Preferably, the formula of the logistic regression is:
Figure BDA0002516726230000041
wherein Logit (P) is the logistic regression model result of the same or different gastric cancer markers, C is a natural constant obtained by regression, alpha is the coefficient of each marker obtained by regression analysis and is a natural number, the concentration i of the marker is the concentration of the marker in the same or different categories, and n is an integer greater than or equal to 2.
Preferably, the sample tested comprises: human or animal tissue, a blood sample, urine, saliva, body fluid, feces.
Preferably, the detection technique comprises one or more of a radiological method, an immunological method, a fluorescence method, a flow fluorescence, a latex turbidimetry, a biochemical method, an enzymatic method, a PCR method, a sequencing method, a hybridization method, a gas chromatography, a liquid chromatography, a chemiluminescence method, a magnetoelectric conversion method, and a photoelectric conversion method.

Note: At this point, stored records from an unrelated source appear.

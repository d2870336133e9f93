//! Configuration module
//!
//! Environment-based configuration for the ingestion worker: storage, document
//! store, worker pool, scanner tiers, AI providers, and OCR. API keys are
//! optional throughout; an absent key means "provider not configured", never
//! an error at startup.

use std::env;

// Defaults
const DEFAULT_MAX_WORKERS: usize = 4;
const DEFAULT_POLL_INTERVAL_MS: u64 = 1000;
const DEFAULT_JOB_TIMEOUT_SECS: u64 = 600;
const DEFAULT_MAX_RETRIES: i32 = 3;
const DEFAULT_OCR_MAX_PAGES: usize = 5;

/// Worker pool configuration.
#[derive(Clone, Debug)]
pub struct WorkerConfig {
    pub max_workers: usize,
    pub poll_interval_ms: u64,
    pub job_timeout_secs: u64,
    pub max_retries: i32,
}

impl Default for WorkerConfig {
    fn default() -> Self {
        Self {
            max_workers: DEFAULT_MAX_WORKERS,
            poll_interval_ms: DEFAULT_POLL_INTERVAL_MS,
            job_timeout_secs: DEFAULT_JOB_TIMEOUT_SECS,
            max_retries: DEFAULT_MAX_RETRIES,
        }
    }
}

/// Application configuration for the ingestion worker.
#[derive(Clone, Debug)]
pub struct Config {
    pub environment: String,
    // Document store
    pub database_url: Option<String>,
    // Blob storage
    pub storage_backend: String,
    pub local_storage_path: Option<String>,
    pub s3_bucket: Option<String>,
    pub s3_region: Option<String>,
    pub s3_endpoint: Option<String>,
    // Scratch space for per-job temp files
    pub scratch_dir: Option<String>,
    // Worker pool
    pub worker: WorkerConfig,
    // Tier-1 cloud scanning service
    pub cloud_scan_url: Option<String>,
    pub cloud_scan_api_key: Option<String>,
    // AI metadata providers, in priority order when configured
    pub openai_api_key: Option<String>,
    pub openai_model: String,
    pub anthropic_api_key: Option<String>,
    pub anthropic_model: String,
    // OCR fallback for image-only PDFs
    pub tesseract_path: String,
    pub ocr_language: String,
    pub ocr_max_pages: usize,
}

impl Config {
    pub fn from_env() -> Result<Self, anyhow::Error> {
        dotenvy::dotenv().ok();

        let config = Self {
            environment: env_or("ENVIRONMENT", "development"),
            database_url: env::var("DATABASE_URL").ok(),
            storage_backend: env_or("STORAGE_BACKEND", "local"),
            local_storage_path: env::var("LOCAL_STORAGE_PATH").ok(),
            s3_bucket: env::var("S3_BUCKET").ok(),
            s3_region: env::var("S3_REGION").ok(),
            s3_endpoint: env::var("S3_ENDPOINT").ok(),
            scratch_dir: env::var("SCRATCH_DIR").ok(),
            worker: WorkerConfig {
                max_workers: parse_env_or("WORKER_MAX_WORKERS", DEFAULT_MAX_WORKERS)?,
                poll_interval_ms: parse_env_or("WORKER_POLL_INTERVAL_MS", DEFAULT_POLL_INTERVAL_MS)?,
                job_timeout_secs: parse_env_or("WORKER_JOB_TIMEOUT_SECS", DEFAULT_JOB_TIMEOUT_SECS)?,
                max_retries: parse_env_or("WORKER_MAX_RETRIES", DEFAULT_MAX_RETRIES)?,
            },
            cloud_scan_url: env::var("CLOUD_SCAN_URL").ok(),
            cloud_scan_api_key: env::var("CLOUD_SCAN_API_KEY").ok(),
            openai_api_key: env::var("OPENAI_API_KEY").ok(),
            openai_model: env_or("OPENAI_MODEL", "gpt-4o-mini"),
            anthropic_api_key: env::var("ANTHROPIC_API_KEY").ok(),
            anthropic_model: env_or("ANTHROPIC_MODEL", "claude-3-5-haiku-20241022"),
            tesseract_path: env_or("TESSERACT_PATH", "tesseract"),
            ocr_language: env_or("OCR_LANGUAGE", "eng"),
            ocr_max_pages: parse_env_or("OCR_MAX_PAGES", DEFAULT_OCR_MAX_PAGES)?,
        };

        config.validate()?;
        Ok(config)
    }

    pub fn validate(&self) -> Result<(), anyhow::Error> {
        match self.storage_backend.as_str() {
            "local" => {
                if self.local_storage_path.is_none() {
                    anyhow::bail!("LOCAL_STORAGE_PATH is required when STORAGE_BACKEND=local");
                }
            }
            "s3" => {
                if self.s3_bucket.is_none() {
                    anyhow::bail!("S3_BUCKET is required when STORAGE_BACKEND=s3");
                }
            }
            other => anyhow::bail!("unknown STORAGE_BACKEND: {} (expected local or s3)", other),
        }

        if self.worker.max_workers == 0 {
            anyhow::bail!("WORKER_MAX_WORKERS must be at least 1");
        }

        if self.cloud_scan_url.is_some() && self.cloud_scan_api_key.is_none() {
            anyhow::bail!("CLOUD_SCAN_API_KEY is required when CLOUD_SCAN_URL is set");
        }

        Ok(())
    }

    pub fn is_production(&self) -> bool {
        matches!(self.environment.to_lowercase().as_str(), "production" | "prod")
    }

    /// Cloud scanning is enabled only when both URL and key are configured.
    pub fn cloud_scan_enabled(&self) -> bool {
        self.cloud_scan_url.is_some() && self.cloud_scan_api_key.is_some()
    }
}

fn env_or(key: &str, default: &str) -> String {
    env::var(key).unwrap_or_else(|_| default.to_string())
}

fn parse_env_or<T: std::str::FromStr>(key: &str, default: T) -> Result<T, anyhow::Error>
where
    T::Err: std::fmt::Display,
{
    match env::var(key) {
        Ok(v) => v
            .parse::<T>()
            .map_err(|e| anyhow::anyhow!("invalid {}: {}", key, e)),
        Err(_) => Ok(default),
    }
}

#[cfg(test)]
mod tests {
    use super::*;

    fn base_config() -> Config {
        Config {
            environment: "test".to_string(),
            database_url: None,
            storage_backend: "local".to_string(),
            local_storage_path: Some("/tmp/paperdock".to_string()),
            s3_bucket: None,
            s3_region: None,
            s3_endpoint: None,
            scratch_dir: None,
            worker: WorkerConfig::default(),
            cloud_scan_url: None,
            cloud_scan_api_key: None,
            openai_api_key: None,
            openai_model: "gpt-4o-mini".to_string(),
            anthropic_api_key: None,
            anthropic_model: "claude-3-5-haiku-20241022".to_string(),
            tesseract_path: "tesseract".to_string(),
            ocr_language: "eng".to_string(),
            ocr_max_pages: 5,
        }
    }

    #[test]
    fn local_backend_requires_path() {
        let mut config = base_config();
        assert!(config.validate().is_ok());
        config.local_storage_path = None;
        assert!(config.validate().is_err());
    }

    #[test]
    fn s3_backend_requires_bucket() {
        let mut config = base_config();
        config.storage_backend = "s3".to_string();
        assert!(config.validate().is_err());
        config.s3_bucket = Some("docs".to_string());
        assert!(config.validate().is_ok());
    }

    #[test]
    fn unknown_backend_rejected() {
        let mut config = base_config();
        config.storage_backend = "ftp".to_string();
        assert!(config.validate().is_err());
    }

    #[test]
    fn cloud_scan_needs_both_url_and_key() {
        let mut config = base_config();
        assert!(!config.cloud_scan_enabled());
        config.cloud_scan_url = Some("https://scan.example.com".to_string());
        assert!(config.validate().is_err());
        config.cloud_scan_api_key = Some("key".to_string());
        assert!(config.validate().is_ok());
        assert!(config.cloud_scan_enabled());
    }

    #[test]
    fn zero_workers_rejected() {
        let mut config = base_config();
        config.worker.max_workers = 0;
        assert!(config.validate().is_err());
    }
}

Preferably, the gastric cancer markers are gastric cancer protein markers, gastric cancer molecular diagnosis markers and gastric cancer related DNA methylation markers, the gastric cancer protein markers are PG I/II, CA724, CA242, CA50, G-17, CCDC49, RNF19, BFAR, COPS2 and CTSF, the gastric cancer molecular diagnosis markers are p53, C-erbB-2, ETFR, nm23, E-Cad, BCL6B, HER-2, Ki-67, CD133 and EGFR, the gastric cancer related DNA methylation markers are Sox17, WNT5A, MLH1, p16, CDH1, RUNX3 and MINT25, concentration values of the markers in samples are obtained, natural logarithm conversion is carried out, and a logistic regression analysis is carried out to obtain a regression model after non-contributing markers are removed: logit (p) ═ 3.736+1.814 × Ln (PG I/II) +0.854 × Ln (CA724) +0.754 × Ln (CA242) +0.321 × Ln (G-17) +0.784 × Ln (bfar) +1.014 × Ln (COPS2) +0.741 × Ln (p53) +0.654 × Ln (nm23) +0.789 × Ln (HER-2) +0.654 × Ln (Ki-67) +0.714 × Ln (Sox17) +0.324 × Ln (MLH1) +0.874 × Ln (RUNX3), in which the log is natural log.
When the value of the result of the computational analysis obtained from the mathematical model is not less than 3.521, the subject of the sample is considered to be at risk for cancer.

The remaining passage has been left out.